WORK ORDER
Two lines mark the range in the entries below: the one holding "let err = PointsAccount::parse(row.clone()).unwrap_err();" and the one holding "assert_eq!(update.total_used, 2);". Set down those two and all lines between them, exactly.

*** Opening of RECORDS TO PROCESS ***

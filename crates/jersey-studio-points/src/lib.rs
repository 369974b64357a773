/// Points-based credit accounting for metered exports.
///
/// `pricing` and `plans` hold the fixed price table and purchasable packages.
/// `PointsLedger` keeps one signed-in user's balance in sync with an
/// `AccountStore` (the hosted backend, or the embedded `LocalAccountStore`)
/// and writes every balance change to an append-only transaction log.
pub mod account;
pub mod error;
pub mod ledger;
pub mod local;
pub mod plans;
pub mod pricing;
pub mod session;
pub mod store;

pub use account::{PointsAccount, PointsTransaction, TransactionKind};
pub use error::{LedgerError, StoreError};
pub use ledger::{LedgerConfig, LedgerReceipt, LedgerState, PointsLedger, ReconcileReport};
pub use local::LocalAccountStore;
pub use pricing::{ExportKind, ExportRequest, PointCosts};
pub use session::AuthSession;
pub use store::{AccountStore, AuditStatus, MemoryAccountStore};
#[cfg(test)]
mod tests {
    use super::*;

    fn account(balance: u64, purchased: u64, used: u64) -> PointsAccount {
        PointsAccount {
            user_id: "u1".to_string(),
            balance,
            total_purchased: purchased,
            total_used: used,
            updated_at: None,
        }
    }

    #[test]
    fn test_trial_account_keeps_invariant() {
        let acc = PointsAccount::trial("u1", 5);
        assert_eq!(acc.balance, 5);
        assert_eq!(acc.total_purchased, 5);
        assert_eq!(acc.total_used, 0);
    }

    #[test]
    fn test_apply_usage() {
        let acc = account(5, 5, 0);
        let next = acc.apply(TransactionKind::Usage, 4).unwrap();
        assert_eq!((next.balance, next.total_purchased, next.total_used), (1, 5, 4));

        let err = next.apply(TransactionKind::Usage, 4).unwrap_err();
        assert!(matches!(
            err,
            LedgerError::InsufficientPoints {
                needed: 4,
                available: 1
            }
        ));
    }

    #[test]
    fn test_apply_purchase_and_bonus() {
        let acc = account(1, 5, 4);
        let next = acc.apply(TransactionKind::Purchase, 700).unwrap();
        assert_eq!((next.balance, next.total_purchased), (701, 705));
        let next = next.apply(TransactionKind::Bonus, 200).unwrap();
        assert_eq!((next.balance, next.total_purchased), (901, 905));
    }

    #[test]
    fn test_apply_refund() {
        let acc = account(1, 5, 4);
        let next = acc.apply(TransactionKind::Refund, 3).unwrap();
        assert_eq!((next.balance, next.total_purchased, next.total_used), (4, 8, 4));
        assert!(matches!(
            next.apply(TransactionKind::Refund, 5),
            Err(LedgerError::InvalidAmount(_))
        ));
    }

    #[test]
    fn test_refund_never_lowers_total_used() {
        let acc = account(5, 5, 0);
        let spent = acc.apply(TransactionKind::Usage, 4).unwrap();
        let refunded = spent.apply(TransactionKind::Refund, 4).unwrap();
        assert_eq!(refunded.balance, 5);
        assert_eq!(refunded.total_used, 4);
        assert_eq!(refunded.total_purchased, 9);

        let parsed = PointsAccount::parse(refunded.to_row().unwrap()).unwrap();
        assert_eq!((parsed.balance, parsed.total_purchased, parsed.total_used), (5, 9, 4));
    }

    #[test]
    fn test_apply_rejects_zero_and_overflow() {
        let acc = account(0, 0, 0);
        assert!(matches!(
            acc.apply(TransactionKind::Purchase, 0),
            Err(LedgerError::InvalidAmount(_))
        ));
        assert!(matches!(
            acc.apply(TransactionKind::Purchase, MAX_POINTS + 1),
            Err(LedgerError::InvalidAmount(_))
        ));
        assert!(acc.apply(TransactionKind::Purchase, MAX_POINTS).is_ok());
    }

    #[test]
    fn test_account_row_round_trip() {
        let acc = PointsAccount::trial("user-42", 5);
        let parsed = PointsAccount::parse(acc.to_row().unwrap()).unwrap();
        assert_eq!(parsed.user_id, "user-42");
        assert_eq!(parsed.balance, 5);
        // Millisecond precision survives the row format
        assert_eq!(
            parsed.updated_at.map(|t| t.timestamp_millis()),
            acc.updated_at.map(|t| t.timestamp_millis())
        );
    }

    #[test]
    fn test_account_row_without_version_is_v1() {
        let row = json!({
            "id": "u1",
            "points_balance": 3,
            "total_points_purchased": 5,
            "total_points_used": 2,
        });
        let acc = PointsAccount::parse(row).unwrap();
        assert_eq!(acc.balance, 3);
        assert!(acc.updated_at.is_none());
    }

    #[test]
    fn test_malformed_account_rows() {
        let row = |balance: Value, purchased: i64, used: i64, extra: Value| {
            let mut row = json!({
                "id": "u1",
                "points_balance": balance,
                "total_points_purchased": purchased,
                "total_points_used": used,
            });
            if let (Some(obj), Some(extra)) = (row.as_object_mut(), extra.as_object()) {
                obj.extend(extra.clone());
            }
            row
        };
        let rows = [
            row(json!("5"), 5, 0, json!({})),
            row(json!(-1), 0, 1, json!({})),
            row(json!(9), 5, 0, json!({})),
            row(json!(0), 0, 0, json!({ "schema_version": 7 })),
            row(json!(0), 0, 0, json!({ "last_points_update": "yesterday" })),
            json!({ "points_balance": 0 }),
        ];
        for row in rows {
            let err = PointsAccount::parse(row.clone()).unwrap_err();
            assert!(
                matches!(err, LedgerError::MalformedRecord { entity: "account", .. }),
                "row {row} gave {err:?}"
            );
        }
    }

    #[test]
    fn test_transaction_sign_follows_kind() {
        let usage =
            PointsTransaction::new("u1", TransactionKind::Usage, 4, "Exported 1 full jersey");
        assert_eq!(usage.amount, -4);
        let purchase =
            PointsTransaction::new("u1", TransactionKind::Purchase, 700, "basic package");
        assert_eq!(purchase.amount, 700);
        assert_ne!(usage.id, purchase.id);
    }

    #[test]
    fn test_transaction_row_round_trip() {
        let tx = PointsTransaction::new("u1", TransactionKind::Refund, 2, "Export failed");
        let parsed = PointsTransaction::parse(tx.to_row().unwrap()).unwrap();
        assert_eq!(parsed.id, tx.id);
        assert_eq!(parsed.kind, TransactionKind::Refund);
        assert_eq!(parsed.amount, 2);
        assert_eq!(parsed.description, "Export failed");
    }

    #[test]
    fn test_malformed_transaction_rows() {
        let base = |kind: &str, amount: i64| {
            json!({
                "id": "t1",
                "user_id": "u1",
                "transaction_type": kind,
                "points_amount": amount,
                "description": "",
                "created_at": "2026-01-01T00:00:00.000Z",
            })
        };
        assert!(PointsTransaction::parse(base("usage", -1)).is_ok());
        for row in [
            base("gift", 5),
            base("usage", 4),
            base("purchase", -4),
            base("bonus", 0),
        ] {
            assert!(matches!(
                PointsTransaction::parse(row),
                Err(LedgerError::MalformedRecord {
                    entity: "transaction",
                    ..
                })
            ));
        }
    }

    #[test]
    fn test_update_between_accounts() {
        let before = account(5, 5, 0);
        let after = before.apply(TransactionKind::Usage, 2).unwrap();
        let update = AccountUpdate::between(&before, &after);
        assert_eq!(update.expected_balance, 5);
        assert_eq!(update.expected_total_used, 0);
        assert_eq!(update.balance, 3);
        assert_eq!(update.total_used, 2);

        let mut row = before.to_row().unwrap();
        update.check_row(&row).unwrap();
        update.apply_to_row(&mut row);
        assert_eq!(row_balance(&row), Some(3));
        let parsed = PointsAccount::parse(row).unwrap();
        assert_eq!(parsed.total_used, 2);
    }

    #[test]
    fn test_check_row_compares_every_counter() {
        let before = account(5, 5, 0);
        let after = before.apply(TransactionKind::Usage, 1).unwrap();
        let update = AccountUpdate::between(&before, &after);

        // Same balance, but another session spent 4 and bought 4 meanwhile
        let moved = account(5, 9, 4).to_row().unwrap();
        let err = update.check_row(&moved).unwrap_err();
        assert!(matches!(err, StoreError::Conflict { expected: 5, actual: 5 }));

        let moved = account(3, 5, 2).to_row().unwrap();
        let err = update.check_row(&moved).unwrap_err();
        assert!(matches!(err, StoreError::Conflict { expected: 5, actual: 3 }));

        assert!(update.check_row(&before.to_row().unwrap()).is_ok());
    }

    #[test]
    fn test_kind_parse() {
        assert_eq!("bonus".parse::<TransactionKind>(), Ok(TransactionKind::Bonus));
        assert!("Bonus".parse::<TransactionKind>().is_err());
    }
}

*** Close of RECORDS TO PROCESS ***

YOUR RESPONSE
            let err = PointsAccount::parse(row.clone()).unwrap_err();
            assert!(
                matches!(err, LedgerError::MalformedRecord { entity: "account", .. }),
                "row {row} gave {err:?}"
            );
        }
    }

    #[test]
    fn test_transaction_sign_follows_kind() {
        let usage =
            PointsTransaction::new("u1", TransactionKind::Usage, 4, "Exported 1 full jersey");
        assert_eq!(usage.amount, -4);
        let purchase =
            PointsTransaction::new("u1", TransactionKind::Purchase, 700, "basic package");
        assert_eq!(purchase.amount, 700);
        assert_ne!(usage.id, purchase.id);
    }

    #[test]
    fn test_transaction_row_round_trip() {
        let tx = PointsTransaction::new("u1", TransactionKind::Refund, 2, "Export failed");
        let parsed = PointsTransaction::parse(tx.to_row().unwrap()).unwrap();
        assert_eq!(parsed.id, tx.id);
        assert_eq!(parsed.kind, TransactionKind::Refund);
        assert_eq!(parsed.amount, 2);
        assert_eq!(parsed.description, "Export failed");
    }

    #[test]
    fn test_malformed_transaction_rows() {
        let base = |kind: &str, amount: i64| {
            json!({
                "id": "t1",
                "user_id": "u1",
                "transaction_type": kind,
                "points_amount": amount,
                "description": "",
                "created_at": "2026-01-01T00:00:00.000Z",
            })
        };
        assert!(PointsTransaction::parse(base("usage", -1)).is_ok());
        for row in [
            base("gift", 5),
            base("usage", 4),
            base("purchase", -4),
            base("bonus", 0),
        ] {
            assert!(matches!(
                PointsTransaction::parse(row),
                Err(LedgerError::MalformedRecord {
                    entity: "transaction",
                    ..
                })
            ));
        }
    }

    #[test]
    fn test_update_between_accounts() {
        let before = account(5, 5, 0);
        let after = before.apply(TransactionKind::Usage, 2).unwrap();
        let update = AccountUpdate::between(&before, &after);
        assert_eq!(update.expected_balance, 5);
        assert_eq!(update.expected_total_used, 0);
        assert_eq!(update.balance, 3);
        assert_eq!(update.total_used, 2);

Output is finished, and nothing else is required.